Эти характеристики Делез применяет к психофизической модели Лейбница. Два этажа, сообщаются друг с другом. Верхний этаж (темный и без окон во внешний мир) есть этаж разумных душ, высших монад, нижний — этаж материи, хотя там также могут присутствовать души, чувственные и животные).
На высшем этаже окон нет: там есть комната или темный кабинет, драпированный полотнищем, «принимающим разнообразные формы посредством складок» и напоминающим оголенную кожу. Эти складки, струны и пружины отображают на непрозрачном полотнище врожденные знания, благодаря чему они могут активизироваться под влиянием материи.[309]
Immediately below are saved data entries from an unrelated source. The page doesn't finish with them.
//! Row and attribute containers.

use std::fmt;
use std::sync::Arc;

use junction_foundation::{LtMap, Value};

#[cfg(feature = "serde")]
use serde::{Deserialize, Serialize};

/// A stored row: one value per schema column, in column order.
///
/// The row identifier is the key under which the row is stored and is not
/// repeated here.
#[derive(Clone, Debug, PartialEq, Eq)]
#[cfg_attr(feature = "serde", derive(Serialize, Deserialize))]
pub struct Row(Arc<[Value]>);

impl Row {
    /// Creates a row from values in column order.
    #[must_use]
    pub fn new(values: Vec<Value>) -> Self {
        Self(values.into())
    }

    /// Returns the value at a column position.
    #[must_use]
    pub fn get(&self, index: usize) -> Option<&Value> {
        self.0.get(index)
    }

    /// Returns a copy of this row with one position replaced.
    ///
    /// Out-of-range positions leave the row unchanged.
    #[must_use]
    pub fn with(&self, index: usize, value: Value) -> Self {
        let mut values = self.0.to_vec();
        if let Some(slot) = values.get_mut(index) {
            *slot = value;
        }
        Self::new(values)
    }

    /// Returns all values in column order.
    #[must_use]
    pub fn values(&self) -> &[Value] {
        &self.0
    }

    /// Returns the number of values.
    #[must_use]
    pub fn len(&self) -> usize {
        self.0.len()
    }

    /// Returns true if the row has no values.
    #[must_use]
    pub fn is_empty(&self) -> bool {
        self.0.is_empty()
    }
}

/// Named values supplied by a caller when inserting a row.
///
/// Built fluently:
///
/// ```
/// use junction_storage::Attributes;
///
/// let attrs = Attributes::new().with("is_rented", true);
/// assert_eq!(attrs.get("is_rented").and_then(|v| v.as_bool()), Some(true));
/// ```
#[derive(Clone, Default, PartialEq, Eq)]
#[cfg_attr(feature = "serde", derive(Serialize, Deserialize))]
pub struct Attributes(LtMap<String, Value>);

impl Attributes {
    /// Creates an empty attribute set.
    #[must_use]
    pub fn new() -> Self {
        Self(LtMap::new())
    }

    /// Returns a copy with the named value set.
    #[must_use]
    pub fn with(&self, name: impl Into<String>, value: impl Into<Value>) -> Self {
        Self(self.0.insert(name.into(), value.into()))
    }

    /// Returns the value supplied for a name.
    #[must_use]
    pub fn get(&self, name: &str) -> Option<&Value> {
        self.0.get(name)
    }

    /// Returns true if a value was supplied for the name.
    #[must_use]
    pub fn contains(&self, name: &str) -> bool {
        self.0.contains_key(name)
    }

    /// Iterates over names and values in name order.
    pub fn iter(&self) -> impl Iterator<Item = (&str, &Value)> {
        self.0.iter().map(|(k, v)| (k.as_str(), v))
    }

    /// Returns the number of supplied values.
    #[must_use]
    pub fn len(&self) -> usize {
        self.0.len()
    }

    /// Returns true if nothing was supplied.
    #[must_use]
    pub fn is_empty(&self) -> bool {
        self.0.is_empty()
    }
}

impl fmt::Debug for Attributes {
    fn fmt(&self, f: &mut fmt::Formatter<'_>) -> fmt::Result {
        f.debug_map().entries(self.iter()).finish()
    }
}

impl<K: Into<String>, V: Into<Value>> FromIterator<(K, V)> for Attributes {
    fn from_iter<I: IntoIterator<Item = (K, V)>>(iter: I) -> Self {
        Self(iter.into_iter().map(|(k, v)| (k.into(), v.into())).collect())
    }
}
Нижний этаж представляет собой пространство, которое в архитектуре барокко содержало в себе «комнаты для приемов». Делез характеризует его как этаж «с несколькими небольшими отверстиями пяти чувств (4 окна и дверь)»[310]
.Оба этажа «неразрывно» связаны между собой. На верхнем находятся сгибы души, на нижнем — складки материи. Интересно, что метафора мраморной доски с прожилками применяется Делезом к обоим этажам: в душе она имеет сгибы, в телесности — складки. Делез проецирует на телесность врожденные идеи.
Монады ускользают от господства
Делез, характеризуя отношение между душой и телом у Лейбница, говорит об их неотделимости, «плавающей» между двумя этажами. Но внимание Делеза главным образом обращено не на второй этаж, но на более мелкие монады.
Делез рассматривает иерархизацию монад на высшие — разумные и низшие — подвластные. Разумная монада («с узелком») принимает себе в окружение бесконечное множество микро-монад (на примере тела этими микро-монадами служат монада печени, монада сердца и т. д.) в виде «сообщества», над которым она правит. Монады присутствуют в теле через проекции, которые проявляются как господствующие в некоторой точке тела.
Делез переносит свои исследования в сторону частей монады-правителя, более низких в иерархической схеме членов, монад подчиненных, претерпевающих господство.
Постепенно архитектурная метафора становится преобладающей в трактовке Лейбница, и стилистика — тот новый язык, о котором я говорила, начинает оттенять и вытеснять содержание. Вертикаль едва заметно заваливается, как Пизанская башня, хотя иерархичность Лейбница Делез никогда не упускает из виду. Она лишь кажется слегка покосившейся — как подгнивший столб в поле, повисший на проводах.
От монады к номаде: шахматы и го
Тут мы сталкиваемся с проблемой власти, господства — центральным понятием, подвергнутым критике в философии постмодерна. Может ли возникнуть такая ситуация, что монады ускользнут от господства? Проект Делеза — обнаружить в строгой системе Лейбница сбои, при которых монады становятся несвязанными («без узелков»), неподчиняющимися господству «темной комнаты» второго этажа (главной господствующей монаде). Делез пытается найти возможность восстания микро-монад против целостности центральной монады-правительницы. Это то, что Делез в произведении «Тысяча плато»[311]
называет восстанием «ризомы» (клубневой сети) против Дерева (корня), мятежом тонких корешков, пребывающих в беспорядочной разветвленности, против ствола, вертикально направленного вверх с малым количеством разветвлений.Не есть ли идея Делеза не что иное, как попытка устранения идеализма в психофизической модели Лейбница? Уничтожения второго этажа и перемещение его в «комнаты приемов»? Именно эта попытка и составляет «анти-идеалистический» пересмотр Делезом психофизической концепции Лейбница. Этот пересмотр и постройка первого этажа без второго (редукция второго к первому) осуществляется с помощью концепта «тела без органов» и «номады».
«Номада» — ризоматическая, подвижная инстанция спонтанного создания необязательных, коротких нарративов, которая образуется в ходе размывания структур. Это базовое понятие постструктурализма. Номада противостоит монаде — это оппозиция подвижного, кочевого (nomad — общееропейский корень, обозначающий «кочевник») и строго фиксированного, неподвижного.
Делез и Гваттари приводят множество примеров для наглядного объяснения этой оппозиции: например, при рассмотрении типов и организации игр у оседлых и кочевых народов. Игра в шахматы — игра оседлая, а оседлость, по Делезу и Гваттари, есть признак западноевропейской философской культуры — со строго расчерченным полем, кодированным пространством, пространством «системы мест» и строгими правилами расстановки фигур на доске. Она противостоит игре кочевников — «го», в которой отсутствует строгая расчерченность игрового поля и наглядно представлена детерриториализация пространства (рассеивание элементов — броски камешков, придающие ситуативную, смутную неопределенность пространству). В шахматной игре присутствует иерархия в названии и функциях элементов и фигур: король, ферзь (королева), пешка и т. д., воспроизводящих вертикаль, вертикальную ось власти. В игре «го» все фигуры-элементы игры (камни) равны между собой.